#### Problem to solve
Among the entries below, count each line holding the word "Result". Write only the number.

(Extracted data entries)
----------------

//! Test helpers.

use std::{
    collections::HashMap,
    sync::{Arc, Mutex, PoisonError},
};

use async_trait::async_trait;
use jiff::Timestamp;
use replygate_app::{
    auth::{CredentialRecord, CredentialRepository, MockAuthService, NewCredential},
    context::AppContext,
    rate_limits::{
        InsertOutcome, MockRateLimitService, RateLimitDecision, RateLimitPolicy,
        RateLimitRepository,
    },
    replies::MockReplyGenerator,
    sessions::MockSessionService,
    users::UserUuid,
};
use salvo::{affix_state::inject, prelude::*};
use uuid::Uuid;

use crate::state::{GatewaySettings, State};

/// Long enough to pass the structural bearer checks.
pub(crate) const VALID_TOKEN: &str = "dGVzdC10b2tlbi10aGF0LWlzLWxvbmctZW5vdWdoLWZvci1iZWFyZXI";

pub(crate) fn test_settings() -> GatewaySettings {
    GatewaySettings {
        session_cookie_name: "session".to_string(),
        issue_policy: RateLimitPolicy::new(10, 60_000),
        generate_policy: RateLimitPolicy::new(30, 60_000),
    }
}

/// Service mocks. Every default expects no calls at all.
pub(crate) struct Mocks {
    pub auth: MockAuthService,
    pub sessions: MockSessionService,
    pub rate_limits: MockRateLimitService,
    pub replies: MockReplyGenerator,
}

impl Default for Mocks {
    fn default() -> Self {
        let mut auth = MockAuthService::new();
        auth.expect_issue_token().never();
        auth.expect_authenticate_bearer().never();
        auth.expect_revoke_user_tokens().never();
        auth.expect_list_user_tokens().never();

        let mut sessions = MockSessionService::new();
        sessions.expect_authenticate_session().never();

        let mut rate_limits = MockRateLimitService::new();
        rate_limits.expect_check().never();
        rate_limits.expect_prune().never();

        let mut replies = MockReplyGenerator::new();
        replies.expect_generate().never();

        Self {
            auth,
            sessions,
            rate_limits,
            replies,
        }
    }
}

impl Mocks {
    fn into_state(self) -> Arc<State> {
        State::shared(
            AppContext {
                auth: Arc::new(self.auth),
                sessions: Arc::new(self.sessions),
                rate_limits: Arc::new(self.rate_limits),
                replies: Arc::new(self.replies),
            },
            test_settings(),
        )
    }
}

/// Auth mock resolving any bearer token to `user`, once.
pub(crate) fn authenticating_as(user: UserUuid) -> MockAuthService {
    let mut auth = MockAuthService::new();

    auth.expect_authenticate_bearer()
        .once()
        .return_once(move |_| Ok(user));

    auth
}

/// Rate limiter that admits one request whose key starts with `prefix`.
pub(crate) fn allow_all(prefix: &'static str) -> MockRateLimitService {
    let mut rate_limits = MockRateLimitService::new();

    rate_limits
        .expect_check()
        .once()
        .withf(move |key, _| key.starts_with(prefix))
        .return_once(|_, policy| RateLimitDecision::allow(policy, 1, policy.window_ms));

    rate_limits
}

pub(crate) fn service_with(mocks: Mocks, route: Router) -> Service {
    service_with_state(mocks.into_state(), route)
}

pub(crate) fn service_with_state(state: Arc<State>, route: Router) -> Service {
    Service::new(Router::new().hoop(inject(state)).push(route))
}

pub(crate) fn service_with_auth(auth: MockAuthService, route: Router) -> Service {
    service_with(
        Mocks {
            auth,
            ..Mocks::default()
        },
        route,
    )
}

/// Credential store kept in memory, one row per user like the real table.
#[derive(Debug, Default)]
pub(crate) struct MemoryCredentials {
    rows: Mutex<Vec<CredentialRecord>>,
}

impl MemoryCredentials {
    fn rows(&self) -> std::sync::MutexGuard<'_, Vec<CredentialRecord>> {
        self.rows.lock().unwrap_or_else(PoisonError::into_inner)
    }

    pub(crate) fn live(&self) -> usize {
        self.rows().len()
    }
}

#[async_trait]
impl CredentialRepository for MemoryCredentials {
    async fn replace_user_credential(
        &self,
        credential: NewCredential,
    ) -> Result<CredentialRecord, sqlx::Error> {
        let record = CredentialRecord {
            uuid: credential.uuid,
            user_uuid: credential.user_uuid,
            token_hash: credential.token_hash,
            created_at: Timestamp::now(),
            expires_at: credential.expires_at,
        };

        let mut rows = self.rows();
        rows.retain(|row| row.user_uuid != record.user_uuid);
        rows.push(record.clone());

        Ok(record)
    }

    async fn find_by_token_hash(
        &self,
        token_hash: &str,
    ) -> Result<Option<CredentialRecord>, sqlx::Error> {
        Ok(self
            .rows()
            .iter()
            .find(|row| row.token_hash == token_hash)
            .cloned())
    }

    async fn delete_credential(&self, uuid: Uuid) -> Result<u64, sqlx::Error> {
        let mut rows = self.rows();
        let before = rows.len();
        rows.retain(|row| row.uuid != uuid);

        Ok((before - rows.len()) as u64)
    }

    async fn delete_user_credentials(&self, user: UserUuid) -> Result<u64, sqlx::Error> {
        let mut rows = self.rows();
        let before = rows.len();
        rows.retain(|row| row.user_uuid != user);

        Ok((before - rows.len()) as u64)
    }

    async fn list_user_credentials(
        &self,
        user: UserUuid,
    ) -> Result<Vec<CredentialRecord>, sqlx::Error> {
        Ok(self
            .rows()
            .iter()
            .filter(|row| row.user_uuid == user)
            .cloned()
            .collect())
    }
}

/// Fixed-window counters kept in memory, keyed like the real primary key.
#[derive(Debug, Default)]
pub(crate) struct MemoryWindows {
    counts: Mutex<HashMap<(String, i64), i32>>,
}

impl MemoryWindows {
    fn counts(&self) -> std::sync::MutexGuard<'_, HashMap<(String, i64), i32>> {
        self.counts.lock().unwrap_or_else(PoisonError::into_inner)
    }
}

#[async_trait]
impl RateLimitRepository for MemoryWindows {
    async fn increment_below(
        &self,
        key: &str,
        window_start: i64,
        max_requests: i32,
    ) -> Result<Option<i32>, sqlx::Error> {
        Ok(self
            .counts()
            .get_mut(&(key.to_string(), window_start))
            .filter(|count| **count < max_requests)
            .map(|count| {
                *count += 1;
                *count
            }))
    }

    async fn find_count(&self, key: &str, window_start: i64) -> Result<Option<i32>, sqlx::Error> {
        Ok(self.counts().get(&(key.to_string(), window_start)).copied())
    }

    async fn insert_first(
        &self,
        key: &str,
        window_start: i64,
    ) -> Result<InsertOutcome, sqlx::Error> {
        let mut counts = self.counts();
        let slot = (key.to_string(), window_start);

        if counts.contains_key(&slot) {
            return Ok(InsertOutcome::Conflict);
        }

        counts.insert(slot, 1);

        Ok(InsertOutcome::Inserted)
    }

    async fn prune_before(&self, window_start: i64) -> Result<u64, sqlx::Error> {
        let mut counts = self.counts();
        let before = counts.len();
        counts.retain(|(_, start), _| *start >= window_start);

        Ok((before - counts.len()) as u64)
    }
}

----------------

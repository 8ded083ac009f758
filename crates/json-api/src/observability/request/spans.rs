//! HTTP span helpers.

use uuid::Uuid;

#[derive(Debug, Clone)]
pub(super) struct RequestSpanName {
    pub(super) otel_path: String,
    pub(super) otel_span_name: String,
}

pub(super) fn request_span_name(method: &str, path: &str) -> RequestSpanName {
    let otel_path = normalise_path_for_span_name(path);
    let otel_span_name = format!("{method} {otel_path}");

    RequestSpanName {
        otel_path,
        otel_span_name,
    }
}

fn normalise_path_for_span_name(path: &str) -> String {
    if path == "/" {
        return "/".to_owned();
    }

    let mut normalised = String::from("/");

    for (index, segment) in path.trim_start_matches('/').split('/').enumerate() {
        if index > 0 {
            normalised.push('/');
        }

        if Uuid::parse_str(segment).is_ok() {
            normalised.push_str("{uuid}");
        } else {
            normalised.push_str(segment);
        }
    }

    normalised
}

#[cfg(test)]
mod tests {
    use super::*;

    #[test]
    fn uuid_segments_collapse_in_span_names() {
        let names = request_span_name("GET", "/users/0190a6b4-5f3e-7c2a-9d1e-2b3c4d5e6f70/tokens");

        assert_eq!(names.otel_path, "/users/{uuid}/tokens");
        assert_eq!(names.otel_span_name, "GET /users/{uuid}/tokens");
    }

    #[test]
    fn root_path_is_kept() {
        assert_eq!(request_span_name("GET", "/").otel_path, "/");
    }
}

----------------

#### Task solution
9